Paver Sealing in Arizona — When It's Worth It (and When It Isn't)
Sealing pavers in the desert isn't automatic. Here's when sealer adds years, when it traps moisture, and what product actually works in Phoenix sun.

Do pavers need sealer in Arizona?
Concrete pavers — optional. Travertine — usually yes for honed/polished finishes around pools; optional for tumbled. Porcelain pavers — never. The biggest reason to seal is color enhancement and stain resistance, not structure.
When sealer helps
Travertine around BBQ areas where wine/grease drip. Light-colored concrete pavers in high-tannin tree zones (mesquite, olive). Patios with kid/pet stain risk. Joint sand stabilization in windy yards where polymeric is washing out at the edges.
When it hurts
Sealing wet pavers traps moisture — efflorescence blooms a week later. Cheap solvent-based sealer in 110° sun flashes off and turns milky. Sealing over polymeric joint sand that wasn't fully cured locks in haze permanently.

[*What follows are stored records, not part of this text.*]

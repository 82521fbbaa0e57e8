// SPDX-License-Identifier: Apache-2.0

//! Codec configuration.

/// Default number of rows accumulated before a decoder emits a batch.
pub const DEFAULT_BATCH_SIZE: usize = 1024;

/// Options shared by the text codecs.
#[derive(Clone, Debug)]
pub struct CodecOptions {
    /// Rows per decoded batch.
    pub batch_size: usize,

    /// Whether object-format field names match the schema case-sensitively.
    pub case_sensitive: bool,

    /// Whether CSV carries a header row. Applies symmetrically: the decoder
    /// skips one and the encoder writes one.
    pub csv_header: bool,
}

impl Default for CodecOptions {
    fn default() -> Self {
        CodecOptions {
            batch_size: DEFAULT_BATCH_SIZE,
            case_sensitive: true,
            csv_header: false,
        }
    }
}
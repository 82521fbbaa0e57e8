// SPDX-License-Identifier: Apache-2.0

//! Tabular schemas.
//!
//! A schema is an ordered list of fields; field order is an invariant set at
//! insertion time and preserved by every transformation. Struct schemas share
//! the table shape and differ only in how they are combined (recursively
//! through the named-type map).

use crate::error::Error;
use crate::types::BasicType;
use indexmap::IndexMap;
use serde::{Deserialize, Serialize};

/// A single field in a tabular schema.
#[derive(Debug, Clone, PartialEq, Serialize, Deserialize)]
pub struct FieldSchema {
    /// Field name, unique within the schema (case-insensitively).
    pub field_name: String,

    /// Zero-based position of the field, assigned at insertion.
    pub field_order: i32,

    /// The field's primitive type.
    pub field_type: BasicType,

    /// Optional human-readable label.
    #[serde(default, skip_serializing_if = "Option::is_none")]
    pub label: Option<String>,

    /// Whether the field participates in the business key.
    #[serde(default)]
    pub business_key: bool,

    /// Whether the field holds categorical data.
    #[serde(default)]
    pub categorical: bool,

    /// Whether nulls are forbidden.
    #[serde(default)]
    pub not_null: bool,

    /// Name of a named enum constraining this field's values.
    #[serde(default, skip_serializing_if = "Option::is_none")]
    pub named_enum: Option<String>,

    /// Name of a named type elaborating this field.
    #[serde(default, skip_serializing_if = "Option::is_none")]
    pub named_type: Option<String>,
}

impl FieldSchema {
    /// Creates a field with the given name, order and type; all flags off.
    #[must_use]
    pub fn new(field_name: impl Into<String>, field_order: i32, field_type: BasicType) -> Self {
        FieldSchema {
            field_name: field_name.into(),
            field_order,
            field_type,
            label: None,
            business_key: false,
            categorical: false,
            not_null: false,
            named_enum: None,
            named_type: None,
        }
    }

    /// Returns a copy of this field with `not_null` set as given.
    #[must_use]
    pub fn with_not_null(mut self, not_null: bool) -> Self {
        self.not_null = not_null;
        self
    }

    /// Returns a copy of this field with `categorical` set as given.
    #[must_use]
    pub fn with_categorical(mut self, categorical: bool) -> Self {
        self.categorical = categorical;
        self
    }

    /// Returns a copy of this field with `business_key` set as given.
    #[must_use]
    pub fn with_business_key(mut self, business_key: bool) -> Self {
        self.business_key = business_key;
        self
    }
}

/// An ordered list of fields plus optional named enums and named types.
#[derive(Debug, Clone, PartialEq, Default, Serialize, Deserialize)]
pub struct TableSchema {
    /// The fields, in declaration order.
    pub fields: Vec<FieldSchema>,

    /// Named enums referenced by fields, keyed by name.
    #[serde(default, skip_serializing_if = "IndexMap::is_empty")]
    pub named_enums: IndexMap<String, Vec<String>>,

    /// Named types referenced by fields, keyed by name.
    #[serde(default, skip_serializing_if = "IndexMap::is_empty")]
    pub named_types: IndexMap<String, SchemaDefinition>,
}

impl TableSchema {
    /// Builds a schema from a list of fields, assigning field order by position.
    #[must_use]
    pub fn of(fields: impl IntoIterator<Item = FieldSchema>) -> Self {
        let fields = fields
            .into_iter()
            .enumerate()
            .map(|(position, mut field)| {
                field.field_order = position as i32;
                field
            })
            .collect();
        TableSchema {
            fields,
            named_enums: IndexMap::new(),
            named_types: IndexMap::new(),
        }
    }

    /// Looks a field up by name, case-insensitively.
    #[must_use]
    pub fn field(&self, name: &str) -> Option<&FieldSchema> {
        self.fields
            .iter()
            .find(|field| field.field_name.eq_ignore_ascii_case(name))
    }

    /// Checks internal consistency: unique field names, contiguous field
    /// order, and resolvable named references.
    pub fn validate(&self) -> Result<(), Error> {
        for (position, field) in self.fields.iter().enumerate() {
            let duplicate = self.fields[..position]
                .iter()
                .any(|prior| prior.field_name.eq_ignore_ascii_case(&field.field_name));
            if duplicate {
                return Err(Error::DuplicateFieldName {
                    field_name: field.field_name.clone(),
                });
            }
            if field.field_order != position as i32 {
                return Err(Error::FieldOrderMismatch {
                    field_name: field.field_name.clone(),
                    declared: field.field_order,
                    position: position as i32,
                });
            }
            if let Some(named_enum) = &field.named_enum {
                if !self.named_enums.contains_key(named_enum) {
                    return Err(Error::UndefinedNamedReference {
                        field_name: field.field_name.clone(),
                        reference: named_enum.clone(),
                    });
                }
            }
            if let Some(named_type) = &field.named_type {
                if !self.named_types.contains_key(named_type) {
                    return Err(Error::UndefinedNamedReference {
                        field_name: field.field_name.clone(),
                        reference: named_type.clone(),
                    });
                }
            }
        }
        Ok(())
    }
}

/// A schema definition, either tabular or structured.
#[derive(Debug, Clone, PartialEq, Serialize, Deserialize)]
#[serde(tag = "schema_type", rename_all = "SCREAMING_SNAKE_CASE")]
pub enum SchemaDefinition {
    /// A flat tabular schema.
    Table(TableSchema),
    /// A structured schema; combined recursively through named types.
    Struct(TableSchema),
}

impl SchemaDefinition {
    /// Returns the underlying table shape, whichever variant this is.
    #[must_use]
    pub fn table(&self) -> &TableSchema {
        match self {
            SchemaDefinition::Table(table) | SchemaDefinition::Struct(table) => table,
        }
    }

    /// Checks internal consistency of the underlying table shape.
    pub fn validate(&self) -> Result<(), Error> {
        self.table().validate()
    }
}

#[cfg(test)]
mod tests {
    use super::*;

    fn simple_schema() -> TableSchema {
        TableSchema::of([
            FieldSchema::new("id", 0, BasicType::Integer).with_not_null(true),
            FieldSchema::new("name", 0, BasicType::String),
        ])
    }

    #[test]
    fn of_assigns_field_order_by_position() {
        let schema = simple_schema();
        assert_eq!(schema.fields[0].field_order, 0);
        assert_eq!(schema.fields[1].field_order, 1);
        schema.validate().expect("schema is consistent");
    }

    #[test]
    fn field_lookup_is_case_insensitive() {
        let schema = simple_schema();
        let field = schema.field("NAME").expect("field found");
        assert_eq!(field.field_name, "name");
    }

    #[test]
    fn duplicate_field_names_fail_validation() {
        let schema = TableSchema::of([
            FieldSchema::new("price", 0, BasicType::Float),
            FieldSchema::new("Price", 0, BasicType::Float),
        ]);
        assert!(matches!(
            schema.validate(),
            Err(Error::DuplicateFieldName { .. })
        ));
    }

    #[test]
    fn undefined_named_enum_fails_validation() {
        let mut field = FieldSchema::new("ccy", 0, BasicType::String);
        field.named_enum = Some("currencies".into());
        let schema = TableSchema::of([field]);
        assert!(matches!(
            schema.validate(),
            Err(Error::UndefinedNamedReference { .. })
        ));
    }
}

Product that actually works
Water-based penetrating sealer (Seal 'n Lock, Techniseal, Glaze 'N Seal). Penetrates the paver, doesn't film on top, lets the stone breathe. Avoid wet-look high-gloss in AZ — looks great year 1, peels and yellows year 3.
Re-seal cadence
3–5 years in shade; 2–3 years in full sun. Strip-and-reseal if the previous coat clouded — don't layer over failed sealer.